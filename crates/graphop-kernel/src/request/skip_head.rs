//! Head-skip: run an operation on contained objects instead of the targets
//!
//! A dry-run traversal from the targets halts at objects of the start-from
//! types and records them. A second request then runs the real operation
//! seeded with exactly those objects, keeping each one's permission-checking
//! posture from the first traversal.

use super::{by_name, group_targets, Environment, OperationRequest, OperationResponse, Prepared, Request, StepContext};
use crate::error::{GraphError, RequestFailure};
use crate::policy::{BasePolicy, DeferredTargets, HeadTruncation, OrphanOverride, PolicyChain};
use crate::state_machine::RequestState;
use crate::types::{Actor, OperationKind};
use graphop_schema::ModelRef;
use std::collections::BTreeSet;
use tracing::info;

/// Two chained requests: skip, then perform
#[derive(Debug)]
pub struct SkipHeadRequest<'e> {
    env: Environment<'e>,
    actor: Actor,
    request: OperationRequest,
    deferred: DeferredTargets,
    skip: Request<'e>,
    perform: Option<Request<'e>>,
    skipped: Vec<ModelRef>,
}

impl<'e> SkipHeadRequest<'e> {
    pub(crate) fn new(env: Environment<'e>, actor: Actor, request: &OperationRequest) -> Result<Self, GraphError> {
        let start_from = request
            .skip_head
            .as_ref()
            .map(|s| s.start_from.as_slice())
            .unwrap_or_default();
        if start_from.is_empty() {
            return Err(GraphError::bad_input("head skip needs at least one start-from type"));
        }
        let start_from = start_from
            .iter()
            .map(|name| env.schema.resolve(name).map_err(GraphError::from))
            .collect::<Result<Vec<_>, _>>()?;
        let targets = Prepared::named_targets(env.schema, request)?;
        // Validate the perform half up front so bad input fails before any traversal
        Prepared::from_request(env.schema, request, targets.clone())?;

        let deferred = DeferredTargets::new();
        let chain = PolicyChain::new(BasePolicy::for_kind(OperationKind::FindChildren))
            .wrap(OrphanOverride::all_last())
            .wrap(HeadTruncation::new(start_from, deferred.clone()));
        let skip = Request::new(
            env,
            actor,
            Prepared {
                kind: OperationKind::FindChildren,
                mutation: None,
                targets,
                dry_run: true,
                chain,
                classifier: None,
                child_types: Vec::new(),
                overrides: BTreeSet::new(),
            },
        );
        Ok(Self {
            env,
            actor,
            request: request.clone(),
            deferred,
            skip,
            perform: None,
            skipped: Vec::new(),
        })
    }

    /// Objects the operation was deferred to, once the skip half finished
    #[must_use]
    pub fn deferred(&self) -> Vec<ModelRef> {
        self.deferred.targets()
    }

    /// The perform half, once started
    #[must_use]
    pub fn perform(&self) -> Option<&Request<'e>> {
        self.perform.as_ref()
    }

    /// Whether both halves finished
    #[must_use]
    pub fn is_done(&self) -> bool {
        self.perform.as_ref().is_some_and(|p| p.state() == RequestState::Done)
    }

    /// Run the next step of whichever half is active
    ///
    /// # Errors
    /// The failing step; steps are numbered across both halves
    pub fn step(&mut self, ctx: &mut StepContext<'_>) -> Result<RequestState, RequestFailure> {
        if let Some(perform) = self.perform.as_mut() {
            let offset = self.skip.steps();
            return perform.step(ctx).map_err(|mut failure| {
                failure.step += offset;
                failure
            });
        }

        let state = self.skip.step(ctx)?;
        if state == RequestState::Done {
            self.start_perform().map_err(|error| RequestFailure {
                step: self.skip.steps(),
                state,
                error,
            })?;
        }
        Ok(state)
    }

    fn start_perform(&mut self) -> Result<(), GraphError> {
        let targets = self.deferred.targets();
        let unchecked = self.deferred.unchecked();
        info!(deferred = targets.len(), unchecked = unchecked.len(), "head skipped");
        if targets.is_empty() {
            return Err(GraphError::bad_input("no objects of the start-from types below the targets"));
        }
        let mut prepared = Prepared::from_request(self.env.schema, &self.request, group_targets(&targets))?;
        prepared.overrides = unchecked;
        self.skipped = targets;
        self.perform = Some(Request::new(self.env, self.actor, prepared));
        Ok(())
    }

    /// Run both halves to completion
    ///
    /// # Errors
    /// The first failing step
    pub fn run(&mut self, ctx: &mut StepContext<'_>) -> Result<OperationResponse, RequestFailure> {
        while !self.is_done() {
            self.step(ctx)?;
        }
        let mut response = self
            .perform
            .as_ref()
            .and_then(Request::response)
            .cloned()
            .ok_or_else(|| RequestFailure {
                step: self.skip.steps(),
                state: RequestState::Done,
                error: GraphError::IllegalState("perform half produced no response".into()),
            })?;
        response.steps += self.skip.steps();
        response.deferred = by_name(self.env.schema, &self.skipped);
        Ok(response)
    }

    /// Stop between steps
    ///
    /// # Errors
    /// [`GraphError::IllegalState`] if already finished
    pub fn cancel(&mut self) -> Result<(), GraphError> {
        match self.perform.as_mut() {
            Some(perform) => perform.cancel(),
            None => self.skip.cancel(),
        }
    }
}
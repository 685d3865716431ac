//! Most-specific-ancestor classification of classes
//!
//! Callers register classes under a [`Specificity`]. Every class of the
//! schema is then classified by the registration on the nearest class of its
//! reflexive superclass chain. The table is computed once at construction, so
//! classification is a single index lookup.

use crate::class::ClassId;
use crate::schema::{Schema, SchemaError};
use serde::{Deserialize, Serialize};
use std::collections::HashMap;
use std::fmt;

/// How the duplication engine treats objects of a class
#[derive(Debug, Clone, Copy, PartialEq, Eq, Hash, Serialize, Deserialize)]
#[serde(rename_all = "snake_case")]
pub enum Specificity {
    /// Objects are cloned
    Duplicate,
    /// Duplicates keep referring to the original object
    Reference,
    /// Links to these objects are dropped from duplicates
    Ignore,
}

impl fmt::Display for Specificity {
    fn fmt(&self, f: &mut fmt::Formatter<'_>) -> fmt::Result {
        let label = match self {
            Specificity::Duplicate => "duplicate",
            Specificity::Reference => "reference",
            Specificity::Ignore => "ignore",
        };
        f.write_str(label)
    }
}

/// Classification of every class of a schema
#[derive(Debug, Clone)]
pub struct SpecificityClassifier {
    table: Vec<Specificity>,
    explicit: Vec<bool>,
}

impl SpecificityClassifier {
    /// Build the table from name registrations
    ///
    /// Classes with no registered ancestor classify as [`Specificity::Reference`].
    ///
    /// # Errors
    /// Fails on unknown class names or a class registered under two
    /// specificities
    pub fn new<'a, I>(schema: &Schema, registrations: I) -> Result<Self, SchemaError>
    where
        I: IntoIterator<Item = (&'a str, Specificity)>,
    {
        let mut registered: HashMap<ClassId, Specificity> = HashMap::new();
        for (name, specificity) in registrations {
            let class = schema.resolve(name)?;
            match registered.get(&class) {
                Some(previous) if *previous != specificity => {
                    return Err(SchemaError::ConflictingSpecificity {
                        class: name.to_string(),
                        first: previous.to_string(),
                        second: specificity.to_string(),
                    });
                }
                _ => {
                    registered.insert(class, specificity);
                }
            }
        }

        let mut table = Vec::with_capacity(schema.len());
        let mut explicit = Vec::with_capacity(schema.len());
        for class in schema.classes() {
            let nearest = schema
                .superclasses_of_reflexive(class)
                .iter()
                .find_map(|ancestor| registered.get(ancestor).copied());
            explicit.push(nearest.is_some());
            table.push(nearest.unwrap_or(Specificity::Reference));
        }
        Ok(Self { table, explicit })
    }

    /// Classification of `class`
    #[inline]
    #[must_use]
    pub fn classify(&self, class: ClassId) -> Specificity {
        self.table[class.index()]
    }

    /// Whether the classification of `class` comes from a registration
    /// rather than the default
    #[inline]
    #[must_use]
    pub fn is_registered(&self, class: ClassId) -> bool {
        self.explicit[class.index()]
    }

    /// Classes with the given classification
    pub fn classes_with(&self, specificity: Specificity) -> impl Iterator<Item = ClassId> + '_ {
        self.table
            .iter()
            .enumerate()
            .filter(move |(_, s)| **s == specificity)
            .map(|(i, _)| ClassId(i as u16))
    }
}

#[cfg(test)]
mod tests {
    use super::*;
    use crate::{ClassSpec, SchemaBuilder};

    fn schema() -> Schema {
        SchemaBuilder::new()
            .class(ClassSpec::new("Annotation"))
            .class(ClassSpec::new("TextAnnotation").extends("Annotation"))
            .class(ClassSpec::new("TagAnnotation").extends("TextAnnotation"))
            .class(ClassSpec::new("FileAnnotation").extends("Annotation"))
            .class(ClassSpec::new("Image"))
            .build()
            .unwrap()
    }

    #[test]
    fn most_specific_registration_wins() {
        let schema = schema();
        let classifier = SpecificityClassifier::new(
            &schema,
            [
                ("Annotation", Specificity::Duplicate),
                ("TextAnnotation", Specificity::Ignore),
            ],
        )
        .unwrap();

        let class = |name| schema.resolve(name).unwrap();
        assert_eq!(classifier.classify(class("Annotation")), Specificity::Duplicate);
        assert_eq!(classifier.classify(class("TextAnnotation")), Specificity::Ignore);
        assert_eq!(classifier.classify(class("TagAnnotation")), Specificity::Ignore);
        assert_eq!(classifier.classify(class("FileAnnotation")), Specificity::Duplicate);
    }

    #[test]
    fn unregistered_classes_are_referenced() {
        let schema = schema();
        let classifier =
            SpecificityClassifier::new(&schema, [("Annotation", Specificity::Duplicate)]).unwrap();
        let image = schema.resolve("Image").unwrap();
        assert_eq!(classifier.classify(image), Specificity::Reference);
        assert!(!classifier.is_registered(image));
    }

    #[test]
    fn conflicting_registration_is_rejected() {
        let schema = schema();
        let err = SpecificityClassifier::new(
            &schema,
            [("Image", Specificity::Duplicate), ("Image", Specificity::Ignore)],
        )
        .unwrap_err();
        assert!(matches!(err, SchemaError::ConflictingSpecificity { .. }));
    }

    #[test]
    fn unknown_class_is_rejected() {
        let schema = schema();
        let err = SpecificityClassifier::new(&schema, [("Nope", Specificity::Ignore)]).unwrap_err();
        assert_eq!(err, SchemaError::UnknownClass("Nope".into()));
    }
}
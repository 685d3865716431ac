//! Negative tests - malformed requests, bad configuration and graphs that
//! cannot be processed

use graphop_kernel::test_harness::{ImagingWorld, InMemoryFiles, InMemoryStore};
use graphop_kernel::*;
use graphop_schema::{ClassSpec, LinkSpec, ModelRef, SchemaBuilder};
use std::collections::BTreeMap;
use std::sync::Arc;

fn engine(world: &ImagingWorld) -> Engine {
    Engine::new(world.schema.clone(), &EngineConfig::default(), Box::new(StaticVoter::allow_all())).unwrap()
}

fn submit_error(world: &ImagingWorld, request: &OperationRequest) -> GraphError {
    engine(world).submit(request, Actor::user(1, 1)).unwrap_err()
}

#[test]
fn test_rejects_unknown_ignored_type() {
    let world = ImagingWorld::project_with_images(1).unwrap();
    let request = OperationRequest::new(Operation::Delete)
        .target("Image", [world.images[0].id])
        .ignore_type("Spreadsheet");
    assert_eq!(submit_error(&world, &request).kind(), ErrorKind::BadInput);
}

#[test]
fn test_rejects_child_option_without_types() {
    let world = ImagingWorld::project_with_images(1).unwrap();
    let request = OperationRequest::new(Operation::Delete)
        .target("Image", [world.images[0].id])
        .child_option(ChildOption::default().in_namespaces(["N"]));
    assert_eq!(submit_error(&world, &request).kind(), ErrorKind::BadInput);
}

#[test]
fn test_rejects_conflicting_child_option() {
    let world = ImagingWorld::project_with_images(1).unwrap();
    let mut option = ChildOption::include("Annotation");
    option.exclude_types.push("Annotation".into());
    let request = OperationRequest::new(Operation::Chgrp { group: 2 })
        .target("Image", [world.images[0].id])
        .child_option(option);
    assert_eq!(submit_error(&world, &request).kind(), ErrorKind::BadInput);

    let option = ChildOption::include("Annotation").in_namespaces(["N"]).not_in_namespaces(["N"]);
    let request = OperationRequest::new(Operation::Chgrp { group: 2 })
        .target("Image", [world.images[0].id])
        .child_option(option);
    assert_eq!(submit_error(&world, &request).kind(), ErrorKind::BadInput);
}

#[test]
fn test_rejects_find_children_without_types() {
    let world = ImagingWorld::project_with_images(1).unwrap();
    let request = OperationRequest::new(Operation::FindChildren {
        child_types: vec![],
        stop_before: vec![],
    })
    .target("Project", [world.project.id]);
    assert_eq!(submit_error(&world, &request).kind(), ErrorKind::BadInput);
}

#[test]
fn test_rejects_zero_batch_size() {
    let world = ImagingWorld::project_with_images(1).unwrap();
    let config = EngineConfig::from_toml_str("batch_size = 0").unwrap();
    let Err(err) = Engine::new(world.schema.clone(), &config, Box::new(StaticVoter::allow_all())) else {
        panic!("zero batch size accepted");
    };
    assert_eq!(err.kind(), ErrorKind::BadInput);
}

#[test]
fn test_rejects_malformed_config() {
    let err = EngineConfig::from_toml_str("batch_size = \"many\"").unwrap_err();
    assert_eq!(err.kind(), ErrorKind::BadInput);
}

#[test]
fn test_skip_head_without_matches_fails_after_the_skip() {
    let mut world = ImagingWorld::project_with_images(2).unwrap();
    let before = world.store.clone();
    let engine = engine(&world);

    let request = OperationRequest::new(Operation::Delete)
        .target("Project", [world.project.id])
        .skip_head(["Album"]);
    let mut ctx = StepContext::new(&mut world.store);
    let failure = engine.run(&request, Actor::user(1, 1), &mut ctx).unwrap_err();

    assert_eq!(failure.kind(), ErrorKind::BadInput);
    assert_eq!(failure.step, 5);
    assert_eq!(failure.state, RequestState::Done);
    assert_eq!(world.store, before);
}

#[test]
fn test_rejects_mandatory_deletion_cycle() {
    let schema = Arc::new(
        SchemaBuilder::new()
            .class(ClassSpec::new("A").link(LinkSpec::to_one("b", "B").non_nullable()))
            .class(ClassSpec::new("B").link(LinkSpec::to_one("a", "A").non_nullable()))
            .build()
            .unwrap(),
    );
    let a = ModelRef::new(schema.resolve("A").unwrap(), 1);
    let b = ModelRef::new(schema.resolve("B").unwrap(), 2);
    let mut store = InMemoryStore::new(schema.clone());
    let details = ObjectDetails::default();
    store.put(a, details, BTreeMap::new(), BTreeMap::from([("b".to_string(), LinkValue::One(Some(b)))]));
    store.put(b, details, BTreeMap::new(), BTreeMap::from([("a".to_string(), LinkValue::One(Some(a)))]));
    let before = store.clone();

    let engine = Engine::new(schema, &EngineConfig::default(), Box::new(StaticVoter::allow_all())).unwrap();
    let request = OperationRequest::new(Operation::Delete).target("A", [a.id]);
    let mut ctx = StepContext::new(&mut store);
    let failure = engine.run(&request, Actor::user(1, 1), &mut ctx).unwrap_err();

    assert_eq!(failure.kind(), ErrorKind::GraphInconsistency);
    assert_eq!(failure.state, RequestState::Processing);
    assert!(matches!(failure.error, GraphError::Inconsistency(Inconsistency::DeletionCycle { .. })));
    assert!(failure.error.to_string().contains("cycle"), "{}", failure.error);
    assert_eq!(store, before);
}

#[test]
fn test_missing_target_is_a_store_failure() {
    let mut world = ImagingWorld::project_with_images(1).unwrap();
    let before = world.store.clone();
    let engine = engine(&world);

    let request = OperationRequest::new(Operation::Delete).target("Image", [world.images[0].id, 9_999]);
    let mut ctx = StepContext::new(&mut world.store);
    let failure = engine.run(&request, Actor::user(1, 1), &mut ctx).unwrap_err();
    assert_eq!(failure.kind(), ErrorKind::StoreFailure);
    assert_eq!(failure.state, RequestState::Planning);
    assert_eq!(world.store, before);
}

#[test]
fn test_regroup_violation_keeps_backing_files() {
    let schema = Arc::new(
        SchemaBuilder::new()
            .class(ClassSpec::new("Ext"))
            .class(ClassSpec::new("OriginalFile"))
            .class(
                ClassSpec::new("Holder")
                    .link(LinkSpec::to_one("ext", "Ext").non_nullable())
                    .link(LinkSpec::to_one("file", "OriginalFile").containment()),
            )
            .build()
            .unwrap(),
    );
    let r = |name: &str, id| ModelRef::new(schema.resolve(name).unwrap(), id);
    let (ext, file, holder) = (r("Ext", 1), r("OriginalFile", 2), r("Holder", 3));
    let mut store = InMemoryStore::new(schema.clone());
    let details = ObjectDetails::default();
    store.put(ext, details, BTreeMap::new(), BTreeMap::new());
    store.put(file, details, BTreeMap::new(), BTreeMap::new());
    store.put(
        holder,
        details,
        BTreeMap::new(),
        BTreeMap::from([
            ("ext".to_string(), LinkValue::One(Some(ext))),
            ("file".to_string(), LinkValue::One(Some(file))),
        ]),
    );
    let mut files = InMemoryFiles::new();
    files.add(file);
    let before = store.clone();

    let config = EngineConfig::default().with_file_class("OriginalFile");
    let request = OperationRequest::new(Operation::Chgrp { group: 2 }).target("Holder", [holder.id]);
    let denied = Engine::new(schema.clone(), &config, Box::new(StaticVoter::allow_all().deny(holder, Ability::Delete))).unwrap();
    let mut ctx = StepContext::new(&mut store).with_files(&mut files);
    let failure = denied.run(&request, Actor::user(1, 1), &mut ctx).unwrap_err();
    drop(ctx);

    assert_eq!(failure.kind(), ErrorKind::PolicyViolation);
    assert_eq!(failure.step, 1);
    assert_eq!(failure.state, RequestState::Validating);
    assert!(files.exists(file), "file removed by a request that never ran");
    assert!(files.removed().is_empty());
    assert_eq!(store, before);

    let allowed = Engine::new(schema, &config, Box::new(StaticVoter::allow_all())).unwrap();
    let mut ctx = StepContext::new(&mut store).with_files(&mut files);
    let response = allowed.run(&request, Actor::user(1, 1), &mut ctx).unwrap();
    drop(ctx);

    assert_eq!(response.files_deleted, 1);
    assert_eq!(response.deleted["OriginalFile"], vec![file.id]);
    assert!(!files.exists(file));
    assert!(!store.contains(holder));
}
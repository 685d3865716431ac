//! graphop schema
//!
//! Class hierarchy and link metadata for persisted object graphs.
//!
//! # Overview
//!
//! - **ClassId / ModelRef**: compact identities of classes and objects
//! - **Schema**: resolved hierarchy with precomputed ancestor chains and
//!   flattened forward/backward link tables
//! - **SchemaDefinition**: serde shape for writing schemas by hand
//! - **SpecificityClassifier**: most-specific-ancestor classification used by
//!   duplication
//!
//! # Example
//!
//! ```rust
//! use graphop_schema::{ClassSpec, LinkSpec, SchemaBuilder};
//!
//! let schema = SchemaBuilder::new()
//!     .class(ClassSpec::new("Image").simple(["name"]))
//!     .class(
//!         ClassSpec::new("Pixels")
//!             .link(LinkSpec::to_one("image", "Image").non_nullable()),
//!     )
//!     .build()
//!     .unwrap();
//!
//! let image = schema.resolve("Image").unwrap();
//! let referers: Vec<_> = schema.linked_by(image).map(|l| l.name.as_str()).collect();
//! assert_eq!(referers, vec!["image"]);
//! ```

#![warn(missing_docs)]

pub mod class;
pub mod definition;
pub mod link;
pub mod schema;
pub mod specificity;

// Re-exports
pub use class::{ClassId, ModelRef};
pub use definition::{ClassSpec, LinkSpec, NamespaceSpec, SchemaDefinition};
pub use link::{Cardinality, LinkId, LinkProperty};
pub use schema::{Schema, SchemaBuilder, SchemaError};
pub use specificity::{Specificity, SpecificityClassifier};

/// Prelude module for common imports
pub mod prelude {
    //! Common imports for schema work
    pub use crate::{
        Cardinality, ClassId, ClassSpec, LinkId, LinkProperty, LinkSpec, ModelRef, Schema,
        SchemaBuilder, SchemaError, Specificity, SpecificityClassifier,
    };
}

/// Version of this crate
pub const VERSION: &str = env!("CARGO_PKG_VERSION");
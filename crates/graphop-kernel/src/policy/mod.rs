//! Graph policy: baseline rules plus an ordered chain of adjusters
//!
//! A review looks at one focus node together with the objects it links to
//! and the objects linking to it. The chain works on copies of their
//! [`Details`] in a [`WorkingSet`]:
//!
//! 1. outermost-first, any adjuster may halt the review of the focus
//! 2. innermost-first, adjusters rewrite nodes before the baseline rules
//! 3. [`BasePolicy`] applies the baseline rules
//! 4. innermost-first, adjusters rewrite nodes after the baseline rules
//!
//! The review returns the nodes whose details differ from the input. Orphan
//! statuses already IS_LAST or IS_NOT_LAST survive every adjuster, and an
//! adjuster may only tighten an action unless it declares itself an override.

pub mod adjusters;
pub mod core;

pub use self::core::{BasePolicy, RuleProfile};
pub use adjusters::{
    ChildOption, ChildOptionsPolicy, DeferredTargets, HeadTruncation, OrphanOverride,
    PolicyAdjuster, ResolvedChildOption, TailTruncation, TypeIgnore,
};

use crate::error::GraphError;
use crate::permissions::PermissionVoter;
use crate::types::{Actor, Details, OperationKind};
use graphop_schema::{LinkId, LinkProperty, ModelRef, Schema};
use indexmap::IndexMap;
use std::collections::HashSet;
use tracing::trace;

/// Copies of the details a review may change, keyed by subject
pub type WorkingSet = IndexMap<ModelRef, Details>;

/// Read-only inputs shared by every review of a run
#[derive(Debug, Clone, Copy)]
pub struct ReviewContext<'a> {
    /// Schema of the graph
    pub schema: &'a Schema,
    /// Operation being planned
    pub kind: OperationKind,
    /// User running the operation
    pub actor: &'a Actor,
    /// Ability oracle
    pub voter: &'a dyn PermissionVoter,
    /// Links configured as never severable
    pub unnullable: &'a HashSet<LinkId>,
}

impl ReviewContext<'_> {
    /// Whether `link` may be severed by nulling or filtering
    #[inline]
    #[must_use]
    pub fn is_nullable(&self, link: &LinkProperty) -> bool {
        link.nullable && !self.unnullable.contains(&link.id)
    }

    /// Whether the actor may process `node` under `details`
    #[must_use]
    pub fn may_process(&self, details: &Details) -> bool {
        if !details.check_permissions {
            return true;
        }
        let required = self.voter.required_abilities(details, self.kind);
        self.voter.has_abilities(self.actor, details.subject, &required)
    }
}

/// The focus node and its direct links
#[derive(Debug, Clone)]
pub struct Neighborhood<'s> {
    /// Node under review
    pub focus: ModelRef,
    /// Links held by the focus, with their targets
    pub linked_to: Vec<(&'s LinkProperty, ModelRef)>,
    /// Links referencing the focus, with their holders
    pub linked_from: Vec<(&'s LinkProperty, ModelRef)>,
    /// Other links of those holders as `(holder, link, target)`; loaded only
    /// for duplication, empty otherwise
    pub holder_links: Vec<(ModelRef, &'s LinkProperty, ModelRef)>,
}

impl Neighborhood<'_> {
    /// Every subject a review of this neighborhood may touch
    pub fn subjects(&self) -> impl Iterator<Item = ModelRef> + '_ {
        std::iter::once(self.focus)
            .chain(self.linked_to.iter().map(|(_, target)| *target))
            .chain(self.linked_from.iter().map(|(_, holder)| *holder))
            .chain(self.holder_links.iter().map(|(_, _, target)| *target))
    }
}

/// Outcome of one review
#[derive(Debug, Clone, Default, PartialEq, Eq)]
pub struct Review {
    /// Nodes whose details changed
    pub changed: Vec<Details>,
    /// Containment children whose orphan status must be resolved
    pub orphan_candidates: Vec<ModelRef>,
}

impl Review {
    /// Whether nothing changed and nothing awaits resolution
    #[inline]
    #[must_use]
    pub fn is_empty(&self) -> bool {
        self.changed.is_empty() && self.orphan_candidates.is_empty()
    }
}

/// Baseline rules wrapped by adjusters, innermost first
#[derive(Debug)]
pub struct PolicyChain {
    core: BasePolicy,
    adjusters: Vec<Box<dyn PolicyAdjuster>>,
}

impl PolicyChain {
    /// Chain with no adjusters
    #[must_use]
    pub fn new(core: BasePolicy) -> Self {
        Self {
            core,
            adjusters: Vec::new(),
        }
    }

    /// Wrap the chain in one more (outer) adjuster
    #[must_use]
    pub fn wrap(mut self, adjuster: impl PolicyAdjuster + 'static) -> Self {
        self.adjusters.push(Box::new(adjuster));
        self
    }

    /// Wrap the chain in an already boxed adjuster
    #[must_use]
    pub fn wrap_boxed(mut self, adjuster: Box<dyn PolicyAdjuster>) -> Self {
        self.adjusters.push(adjuster);
        self
    }

    /// Adjuster names, innermost first
    #[must_use]
    pub fn adjuster_names(&self) -> Vec<&'static str> {
        self.adjusters.iter().map(|a| a.name()).collect()
    }

    /// Baseline rules in use
    #[inline]
    #[must_use]
    pub fn core(&self) -> &BasePolicy {
        &self.core
    }

    /// Review one neighborhood
    ///
    /// `working` must hold details for every subject of `hood`; it is left
    /// holding the reviewed values.
    pub fn review(
        &mut self,
        hood: &Neighborhood<'_>,
        working: &mut WorkingSet,
        ctx: &ReviewContext<'_>,
    ) -> Review {
        let Some(focus) = working.get(&hood.focus) else {
            return Review::default();
        };
        for adjuster in self.adjusters.iter_mut().rev() {
            if adjuster.halts_review(focus, ctx) {
                trace!(focus = %hood.focus, adjuster = adjuster.name(), "review halted");
                return Review::default();
            }
        }

        let original = working.clone();
        for adjuster in &mut self.adjusters {
            for node in working.values_mut() {
                if let Some(proposed) = adjuster.adjust_before_review(node, ctx) {
                    fold_adjustment(node, proposed, adjuster.as_ref());
                }
            }
        }
        let orphan_candidates = self.core.review(hood, working, ctx);
        for adjuster in &mut self.adjusters {
            for node in working.values_mut() {
                if let Some(proposed) = adjuster.adjust_after_review(node, ctx) {
                    fold_adjustment(node, proposed, adjuster.as_ref());
                }
            }
        }

        let changed = working
            .values()
            .filter(|node| original.get(&node.subject) != Some(*node))
            .cloned()
            .collect();
        Review {
            changed,
            orphan_candidates,
        }
    }

    /// Fresh chain for another run
    ///
    /// # Errors
    /// [`GraphError::IllegalState`] if an adjuster is single-use
    pub fn clean_instance(&self) -> Result<Self, GraphError> {
        let adjusters = self
            .adjusters
            .iter()
            .map(|a| a.clean_instance())
            .collect::<Result<Vec<_>, _>>()?;
        Ok(Self {
            core: self.core.clone(),
            adjusters,
        })
    }
}

/// Apply an adjuster's proposal within the chain's invariants
fn fold_adjustment(node: &mut Details, mut proposed: Details, adjuster: &dyn PolicyAdjuster) -> bool {
    proposed.subject = node.subject;
    if node.orphan.is_terminal() {
        proposed.orphan = node.orphan;
    }
    if !adjuster.overrides_action() && !node.action.may_tighten_to(proposed.action) {
        trace!(
            subject = %node.subject,
            from = %node.action,
            to = %proposed.action,
            adjuster = adjuster.name(),
            "loosening ignored"
        );
        proposed.action = node.action;
    }
    if proposed == *node {
        false
    } else {
        *node = proposed;
        true
    }
}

## TASK GOAL
Go to the line in the material above that contains "prepared.overrides = unchecked;" and copy exactly from there through the line that contains "half produced no", stopping after it.

## ANSWER BELOW
        prepared.overrides = unchecked;
        self.skipped = targets;
        self.perform = Some(Request::new(self.env, self.actor, prepared));
        Ok(())
    }

    /// Run both halves to completion
    ///
    /// # Errors
    /// The first failing step
    pub fn run(&mut self, ctx: &mut StepContext<'_>) -> Result<OperationResponse, RequestFailure> {
        while !self.is_done() {
            self.step(ctx)?;
        }
        let mut response = self
            .perform
            .as_ref()
            .and_then(Request::response)
            .cloned()
            .ok_or_else(|| RequestFailure {
                step: self.skip.steps(),
                state: RequestState::Done,
                error: GraphError::IllegalState("perform half produced no response".into()),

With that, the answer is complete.